## ACTIVITY
Line by line, please look for the word "SeqCst" in the following records, then copy each line you find it in.

## DATA SUPPLIED
§ §
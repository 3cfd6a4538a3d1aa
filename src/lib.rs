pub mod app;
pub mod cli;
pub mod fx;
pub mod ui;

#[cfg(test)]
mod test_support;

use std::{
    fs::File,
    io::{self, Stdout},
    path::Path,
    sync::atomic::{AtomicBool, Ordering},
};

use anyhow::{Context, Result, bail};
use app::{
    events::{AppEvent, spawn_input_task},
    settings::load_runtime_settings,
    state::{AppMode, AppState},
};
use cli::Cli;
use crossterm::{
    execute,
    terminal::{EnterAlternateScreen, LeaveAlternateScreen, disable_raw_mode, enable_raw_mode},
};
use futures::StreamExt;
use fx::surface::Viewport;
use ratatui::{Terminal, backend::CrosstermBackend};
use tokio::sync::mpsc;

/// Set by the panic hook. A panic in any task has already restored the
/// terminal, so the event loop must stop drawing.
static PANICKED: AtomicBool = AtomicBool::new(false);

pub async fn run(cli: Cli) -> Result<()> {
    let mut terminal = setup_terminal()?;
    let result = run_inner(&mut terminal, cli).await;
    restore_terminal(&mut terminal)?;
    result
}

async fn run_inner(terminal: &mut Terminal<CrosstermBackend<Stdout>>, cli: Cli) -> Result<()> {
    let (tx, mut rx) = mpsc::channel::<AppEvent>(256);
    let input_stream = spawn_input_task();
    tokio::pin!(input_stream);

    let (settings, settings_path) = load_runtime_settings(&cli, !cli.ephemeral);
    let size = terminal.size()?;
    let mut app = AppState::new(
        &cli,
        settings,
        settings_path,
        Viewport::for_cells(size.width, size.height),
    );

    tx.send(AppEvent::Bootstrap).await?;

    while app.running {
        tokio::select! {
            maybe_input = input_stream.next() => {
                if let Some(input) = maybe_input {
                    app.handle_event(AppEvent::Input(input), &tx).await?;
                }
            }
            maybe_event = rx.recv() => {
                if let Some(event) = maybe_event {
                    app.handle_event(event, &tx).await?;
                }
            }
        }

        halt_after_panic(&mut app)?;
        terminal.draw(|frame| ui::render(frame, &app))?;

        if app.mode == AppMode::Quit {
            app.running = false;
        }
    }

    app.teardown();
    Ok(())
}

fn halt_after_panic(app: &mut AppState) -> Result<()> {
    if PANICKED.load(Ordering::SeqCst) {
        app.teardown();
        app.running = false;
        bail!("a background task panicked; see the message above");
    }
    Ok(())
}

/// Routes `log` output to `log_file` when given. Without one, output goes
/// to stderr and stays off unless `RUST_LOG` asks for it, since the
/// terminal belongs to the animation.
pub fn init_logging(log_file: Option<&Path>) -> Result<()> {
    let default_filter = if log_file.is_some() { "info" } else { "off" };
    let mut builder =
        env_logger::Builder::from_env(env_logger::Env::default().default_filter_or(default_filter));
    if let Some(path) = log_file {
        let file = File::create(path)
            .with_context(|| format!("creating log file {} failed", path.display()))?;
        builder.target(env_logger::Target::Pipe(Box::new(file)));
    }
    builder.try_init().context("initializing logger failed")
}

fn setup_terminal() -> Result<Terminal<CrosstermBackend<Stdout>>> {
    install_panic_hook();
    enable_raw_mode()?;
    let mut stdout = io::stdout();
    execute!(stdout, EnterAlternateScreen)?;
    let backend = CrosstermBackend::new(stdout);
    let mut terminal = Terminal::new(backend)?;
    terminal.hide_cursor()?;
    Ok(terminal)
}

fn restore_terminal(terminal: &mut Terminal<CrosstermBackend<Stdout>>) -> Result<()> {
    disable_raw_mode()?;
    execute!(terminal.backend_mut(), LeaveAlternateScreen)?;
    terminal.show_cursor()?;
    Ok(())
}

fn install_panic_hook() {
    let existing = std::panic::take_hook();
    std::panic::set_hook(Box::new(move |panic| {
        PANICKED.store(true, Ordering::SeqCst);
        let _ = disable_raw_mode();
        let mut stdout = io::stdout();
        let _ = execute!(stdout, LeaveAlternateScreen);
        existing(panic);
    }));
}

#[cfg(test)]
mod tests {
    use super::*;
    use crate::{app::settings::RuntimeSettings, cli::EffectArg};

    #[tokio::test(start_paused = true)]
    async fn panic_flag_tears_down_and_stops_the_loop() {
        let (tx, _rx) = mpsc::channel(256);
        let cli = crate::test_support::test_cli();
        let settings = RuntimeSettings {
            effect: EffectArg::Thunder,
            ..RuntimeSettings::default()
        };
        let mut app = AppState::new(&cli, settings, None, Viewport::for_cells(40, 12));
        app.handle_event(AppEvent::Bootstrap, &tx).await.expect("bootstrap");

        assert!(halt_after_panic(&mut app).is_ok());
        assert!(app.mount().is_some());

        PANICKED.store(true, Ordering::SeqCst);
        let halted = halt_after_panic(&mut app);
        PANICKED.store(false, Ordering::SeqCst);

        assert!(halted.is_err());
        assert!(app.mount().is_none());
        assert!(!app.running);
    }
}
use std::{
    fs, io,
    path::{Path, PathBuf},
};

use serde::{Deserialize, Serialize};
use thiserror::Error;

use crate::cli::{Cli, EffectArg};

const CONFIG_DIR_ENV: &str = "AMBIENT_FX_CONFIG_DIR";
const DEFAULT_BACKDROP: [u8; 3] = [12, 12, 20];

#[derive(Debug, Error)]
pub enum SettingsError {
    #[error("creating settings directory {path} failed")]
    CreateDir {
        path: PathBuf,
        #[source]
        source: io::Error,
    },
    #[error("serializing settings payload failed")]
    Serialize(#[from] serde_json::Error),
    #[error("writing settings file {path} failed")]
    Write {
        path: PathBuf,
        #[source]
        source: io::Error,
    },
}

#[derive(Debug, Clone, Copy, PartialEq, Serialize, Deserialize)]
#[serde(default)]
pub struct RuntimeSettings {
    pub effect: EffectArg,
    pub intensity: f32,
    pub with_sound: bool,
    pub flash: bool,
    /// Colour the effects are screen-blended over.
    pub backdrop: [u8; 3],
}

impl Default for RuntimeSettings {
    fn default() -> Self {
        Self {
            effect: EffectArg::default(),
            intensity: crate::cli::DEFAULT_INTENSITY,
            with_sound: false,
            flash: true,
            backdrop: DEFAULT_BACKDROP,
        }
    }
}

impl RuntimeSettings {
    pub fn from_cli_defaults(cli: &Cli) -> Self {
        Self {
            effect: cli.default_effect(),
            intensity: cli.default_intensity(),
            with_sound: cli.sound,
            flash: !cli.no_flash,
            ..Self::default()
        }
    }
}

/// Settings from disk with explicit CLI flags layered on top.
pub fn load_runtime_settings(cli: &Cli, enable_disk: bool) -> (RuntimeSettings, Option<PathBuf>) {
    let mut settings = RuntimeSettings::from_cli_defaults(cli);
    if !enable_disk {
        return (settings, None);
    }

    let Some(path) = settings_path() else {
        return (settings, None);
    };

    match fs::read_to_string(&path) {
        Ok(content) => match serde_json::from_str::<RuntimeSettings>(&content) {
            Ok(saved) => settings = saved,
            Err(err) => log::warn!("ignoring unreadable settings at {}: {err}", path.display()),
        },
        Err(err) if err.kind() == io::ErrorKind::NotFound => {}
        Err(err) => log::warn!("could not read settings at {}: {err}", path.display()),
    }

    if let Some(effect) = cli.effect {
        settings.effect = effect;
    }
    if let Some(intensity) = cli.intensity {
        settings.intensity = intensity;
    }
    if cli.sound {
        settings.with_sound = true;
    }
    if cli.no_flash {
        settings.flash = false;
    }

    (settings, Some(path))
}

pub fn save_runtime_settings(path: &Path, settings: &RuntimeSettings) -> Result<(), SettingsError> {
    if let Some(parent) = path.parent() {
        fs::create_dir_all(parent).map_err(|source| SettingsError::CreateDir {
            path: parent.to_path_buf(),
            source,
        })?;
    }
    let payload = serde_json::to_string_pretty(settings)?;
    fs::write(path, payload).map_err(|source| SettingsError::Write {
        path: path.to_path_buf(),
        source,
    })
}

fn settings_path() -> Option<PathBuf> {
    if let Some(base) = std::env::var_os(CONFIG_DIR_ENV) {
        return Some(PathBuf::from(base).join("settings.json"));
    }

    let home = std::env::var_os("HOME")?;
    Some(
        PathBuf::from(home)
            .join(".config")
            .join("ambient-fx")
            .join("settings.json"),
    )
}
§ §
## EXERCISE RESPONSE
    if PANICKED.load(Ordering::SeqCst) {
        PANICKED.store(true, Ordering::SeqCst);
        PANICKED.store(true, Ordering::SeqCst);
        PANICKED.store(false, Ordering::SeqCst);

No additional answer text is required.